I really like this, it's a fun and interesting conversation that you really feel like your just listening in on. I understand that the story is the conversation, and by the end we realize that we're listening in on pillow talk. It is kind of confusing in the beginning though. It's like the first sentence is from a previous scene, and doesn't really have anything to do with the following conversation. Maybe bringing the "use my chest as your pillow" comment to the front, it'll transition a bit better?

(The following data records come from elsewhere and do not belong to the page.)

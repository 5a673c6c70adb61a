//! Filter coordinator: routes admission requests, outcome reports and
//! blacklist commands to per-host actors
//!
//! The coordinator is a single router task. It owns the map from host to
//! actor, so the map needs no lock; it never waits on a host actor, so a
//! backlogged host cannot stall routing for any other host.

use crate::config::FilterConfig;
use crate::filter::host::{HostEvent, HostHandle, HostSummary};
use crate::filter::{BackoffPolicy, OutcomeReport};
use crate::url::{extract_host, normalize_host};
use std::collections::HashMap;
use std::sync::{Arc, Mutex};
use tokio::sync::mpsc;
use tokio::task::JoinHandle;
use url::Url;

#[derive(Debug)]
enum Command {
    Test(Url),
    Report(OutcomeReport),
    Blacklist(String),
    Close,
}

/// Totals across every host actor, available once the filter has drained
#[derive(Debug, Clone, Copy, Default, PartialEq, Eq)]
pub struct FilterSummary {
    /// Distinct hosts that got an actor
    pub hosts: usize,
    pub admitted: u64,
    pub duplicates: u64,
    pub blacklisted: u64,
    pub server_errors: u64,
    /// URLs dropped because they had no host
    pub unroutable: u64,
}

impl FilterSummary {
    fn absorb(&mut self, host: HostSummary) {
        self.admitted += host.admitted;
        self.duplicates += host.duplicates;
        self.blacklisted += host.blacklisted;
        self.server_errors += host.server_errors;
    }
}

/// The stream of admitted URLs
///
/// Ordered per host, not globally. Ends only after the filter has been
/// closed and every host actor has drained. Clones share one stream, so each
/// URL is delivered to exactly one consumer.
#[derive(Clone)]
pub struct Results {
    inner: Arc<tokio::sync::Mutex<mpsc::Receiver<Url>>>,
}

impl Results {
    /// Waits for the next admitted URL; `None` once the filter has fully drained
    pub async fn next(&self) -> Option<Url> {
        self.inner.lock().await.recv().await
    }
}

/// Handle to the admission filter
///
/// Cloning is cheap; every clone talks to the same router. Must be created
/// inside a Tokio runtime.
///
/// # Example
///
/// ```no_run
/// use shoal::config::FilterConfig;
/// use shoal::filter::Filter;
/// use url::Url;
///
/// # async fn example() {
/// let filter = Filter::new(&FilterConfig::default());
/// let results = filter.results();
///
/// filter.test(Url::parse("http://a.com/x").unwrap()).await;
/// filter.test(Url::parse("http://a.com/x").unwrap()).await;
/// filter.close().await;
///
/// while let Some(url) = results.next().await {
///     println!("admitted {}", url); // printed once
/// }
/// # }
/// ```
#[derive(Clone)]
pub struct Filter {
    commands: mpsc::Sender<Command>,
    results: Results,
    router: Arc<Mutex<Option<JoinHandle<FilterSummary>>>>,
}

impl Filter {
    /// Creates a filter and starts its router task
    pub fn new(config: &FilterConfig) -> Self {
        let (commands, inbox) = mpsc::channel(config.request_buffer.max(1));
        let (results_tx, results_rx) = mpsc::channel(config.results_buffer.max(1));

        let router = Router {
            hosts: HashMap::new(),
            results: results_tx,
            policy: BackoffPolicy::from_config(config),
            unroutable: 0,
        };
        let task = tokio::spawn(router.run(inbox));

        Self {
            commands,
            results: Results {
                inner: Arc::new(tokio::sync::Mutex::new(results_rx)),
            },
            router: Arc::new(Mutex::new(Some(task))),
        }
    }

    /// Submits a URL for admission
    ///
    /// Waits only while the router's inbound queue is full. Duplicates and
    /// blacklisted hosts are dropped silently; URLs without a host are dropped
    /// at the router.
    pub async fn test(&self, url: Url) {
        self.send(Command::Test(url)).await;
    }

    /// Reports a fetch outcome to the host it happened on
    pub async fn report_outcome(&self, report: OutcomeReport) {
        self.send(Command::Report(report)).await;
    }

    /// Permanently suppresses admission for a host
    pub async fn blacklist(&self, host: &str) {
        self.send(Command::Blacklist(normalize_host(host))).await;
    }

    /// Signals that no further requests will arrive
    ///
    /// Everything queued before the close is still processed and emitted; the
    /// results stream ends once every host actor has drained.
    pub async fn close(&self) {
        self.send(Command::Close).await;
    }

    /// The stream of admitted URLs
    pub fn results(&self) -> Results {
        self.results.clone()
    }

    /// Waits until the router and every host actor have finished
    ///
    /// Returns the summary to the first caller only.
    pub async fn join(&self) -> Option<FilterSummary> {
        let task = self
            .router
            .lock()
            .unwrap_or_else(|e| e.into_inner())
            .take()?;

        match task.await {
            Ok(summary) => Some(summary),
            Err(e) => {
                tracing::error!("Filter router failed: {}", e);
                None
            }
        }
    }

    async fn send(&self, command: Command) {
        if let Err(e) = self.commands.send(command).await {
            tracing::warn!("Filter is closed; ignoring {:?}", e.0);
        }
    }
}

struct Router {
    hosts: HashMap<String, HostHandle>,
    results: mpsc::Sender<Url>,
    policy: BackoffPolicy,
    unroutable: u64,
}

impl Router {
    async fn run(mut self, mut inbox: mpsc::Receiver<Command>) -> FilterSummary {
        while let Some(command) = inbox.recv().await {
            match command {
                Command::Test(url) => match extract_host(&url) {
                    Some(host) => self.route(host, HostEvent::Admit(url)),
                    None => {
                        tracing::debug!("Dropping URL without a host: {}", url);
                        self.unroutable += 1;
                    }
                },
                Command::Report(report) => {
                    self.route(report.host, HostEvent::Report(report.outcome))
                }
                Command::Blacklist(host) => self.route(host, HostEvent::Blacklist),
                Command::Close => {
                    tracing::debug!("Filter closing with {} host actors", self.hosts.len());
                    break;
                }
            }
        }

        inbox.close();
        while let Ok(command) = inbox.try_recv() {
            tracing::warn!("Filter is closed; ignoring {:?}", command);
        }

        self.shutdown().await
    }

    /// Hands an event to the host's actor, creating the actor on first use
    fn route(&mut self, host: String, event: HostEvent) {
        if host.is_empty() {
            tracing::debug!("Ignoring {:?} for an empty host", event);
            return;
        }

        let policy = self.policy;
        let results = &self.results;
        self.hosts
            .entry(host)
            .or_insert_with_key(|host| HostHandle::spawn(host.clone(), policy, results.clone()))
            .send(event);
    }

    async fn shutdown(self) -> FilterSummary {
        let mut summary = FilterSummary {
            hosts: self.hosts.len(),
            unroutable: self.unroutable,
            ..FilterSummary::default()
        };

        // Host actors hold the remaining results senders; the stream ends
        // when the last of them finishes.
        drop(self.results);

        let tasks: Vec<_> = self
            .hosts
            .into_iter()
            .map(|(host, handle)| (host, handle.close()))
            .collect();

        for (host, task) in tasks {
            match task.await {
                Ok(host_summary) => summary.absorb(host_summary),
                Err(e) => tracing::error!("Actor for host {} failed: {}", host, e),
            }
        }

        tracing::debug!("Filter drained: {:?}", summary);
        summary
    }
}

Anyway, awesome. I want to read her book now.

vcnavega
January 9th, 2013, 02:18 PM
Dear Freakconformist,
First of all I liked your name. Pretty smart and clever. It is true, sometimes there is no other way.
(C.11) stands for Part C – Chapter 11 of my memoir. As you can see in my signature I show the links for the other chapters. I am about to finish this book. Part C will have 32 chapters, Part A and B have 25.
I am a Brazilian and it has been pretty hard to write a book in English, but with the help of my recipient, the one who always offers me his chest, things have gotten easier, and I can only be grateful for that.
If you enjoyed (C.11) I am sure you will enjoy Part 2 and 3 of Laughter is the Best Medicine, I just posted them today.
Thank you for the compliments. I feel flattered.
V. C. Navega

Freakconformist
January 9th, 2013, 02:48 PM
Ah-ha! Okay, I shall try to get to the other parts, that'll probably make the first part make more sense, lol.